Extracted material:
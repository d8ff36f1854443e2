//! Error types for pulsar-archive-core.

use thiserror::Error;

/// Errors that can occur while building, merging, or aligning archives.
#[derive(Debug, Error)]
pub enum ArchiveError {
    /// A requested dimension is zero (all of nsub/npol/nchan/nbin must be >= 1).
    #[error("Invalid dimension: {name} must be >= 1, got {value}")]
    InvalidDimension {
        /// Which dimension was rejected ("nsub", "npol", "nchan", "nbin")
        name: &'static str,
        /// The rejected value
        value: usize,
    },

    /// A (isub, ipol, ichan) index fell outside the archive's dimensions.
    #[error("Index out of range: {axis} index {index} >= {len}")]
    IndexOutOfRange {
        /// Which axis was indexed ("subint", "pol", "chan", "bin")
        axis: &'static str,
        /// The offending index
        index: usize,
        /// The axis length
        len: usize,
    },

    /// An amplitude sequence of the wrong length was assigned to a profile.
    #[error("Length mismatch: expected {expected} amplitude bins, got {actual}")]
    LengthMismatch {
        /// The profile's fixed bin count
        expected: usize,
        /// Length of the rejected sequence
        actual: usize,
    },

    /// Cross-field dimension inconsistency (e.g. a single-polarization state
    /// on a multi-polarization archive, or nbin disagreement between archives).
    #[error("Dimension mismatch: {message}")]
    DimensionMismatch {
        /// Description of the inconsistency
        message: String,
    },

    /// The two archives hold different numbers of subintegrations.
    #[error("Subintegration count mismatch: primary has {primary}, secondary has {secondary}")]
    SubintCountMismatch {
        /// Primary archive's nsub
        primary: usize,
        /// Secondary archive's nsub
        secondary: usize,
    },

    /// The two archives hold different numbers of polarizations.
    #[error("Polarization count mismatch: primary has {primary}, secondary has {secondary}")]
    PolarizationMismatch {
        /// Primary archive's npol
        primary: usize,
        /// Secondary archive's npol
        secondary: usize,
    },

    /// The two archives are in different polarimetric states.
    #[error("Polarimetric state mismatch: primary is {primary}, secondary is {secondary}")]
    StateMismatch {
        /// Primary archive's state name
        primary: &'static str,
        /// Secondary archive's state name
        secondary: &'static str,
    },

    /// Corresponding subintegrations were not observed at compatible times.
    #[error(
        "Contemporaneity mismatch at subint {isub}: epochs differ by {offset_secs} s \
         (tolerance {tolerance_secs} s)"
    )]
    ContemporaneityMismatch {
        /// Index of the offending subintegration
        isub: usize,
        /// Measured epoch difference in seconds
        offset_secs: f64,
        /// Configured tolerance in seconds
        tolerance_secs: f64,
    },

    /// Alignment was requested between archives that do not share a timing model.
    #[error("No shared timing model: {message}")]
    NoSharedModel {
        /// Description of which side is missing or mismatched
        message: String,
    },

    /// The append engine was used before `init` recorded a merge target.
    #[error("Append engine not initialized: call init() with the primary archive first")]
    NotInitialized,

    /// Configuration loading or validation failed.
    #[error("Configuration error: {0}")]
    ConfigError(String),
}

impl ArchiveError {
    /// Create an InvalidDimension error.
    pub fn invalid_dimension(name: &'static str, value: usize) -> Self {
        Self::InvalidDimension { name, value }
    }

    /// Create an IndexOutOfRange error.
    pub fn index_out_of_range(axis: &'static str, index: usize, len: usize) -> Self {
        Self::IndexOutOfRange { axis, index, len }
    }

    /// Create a DimensionMismatch error.
    pub fn dimension_mismatch(message: impl Into<String>) -> Self {
        Self::DimensionMismatch {
            message: message.into(),
        }
    }

    /// Create a NoSharedModel error.
    pub fn no_shared_model(message: impl Into<String>) -> Self {
        Self::NoSharedModel {
            message: message.into(),
        }
    }
}

impl From<config::ConfigError> for ArchiveError {
    fn from(err: config::ConfigError) -> Self {
        ArchiveError::ConfigError(err.to_string())
    }
}

/// Result type alias for archive operations.
pub type ArchiveResult<T> = Result<T, ArchiveError>;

Work task: Given the word "engine", show every line of the records that contains it.

Solution for this task:
    /// The append engine was used before `init` recorded a merge target.
    #[error("Append engine not initialized: call init() with the primary archive first")]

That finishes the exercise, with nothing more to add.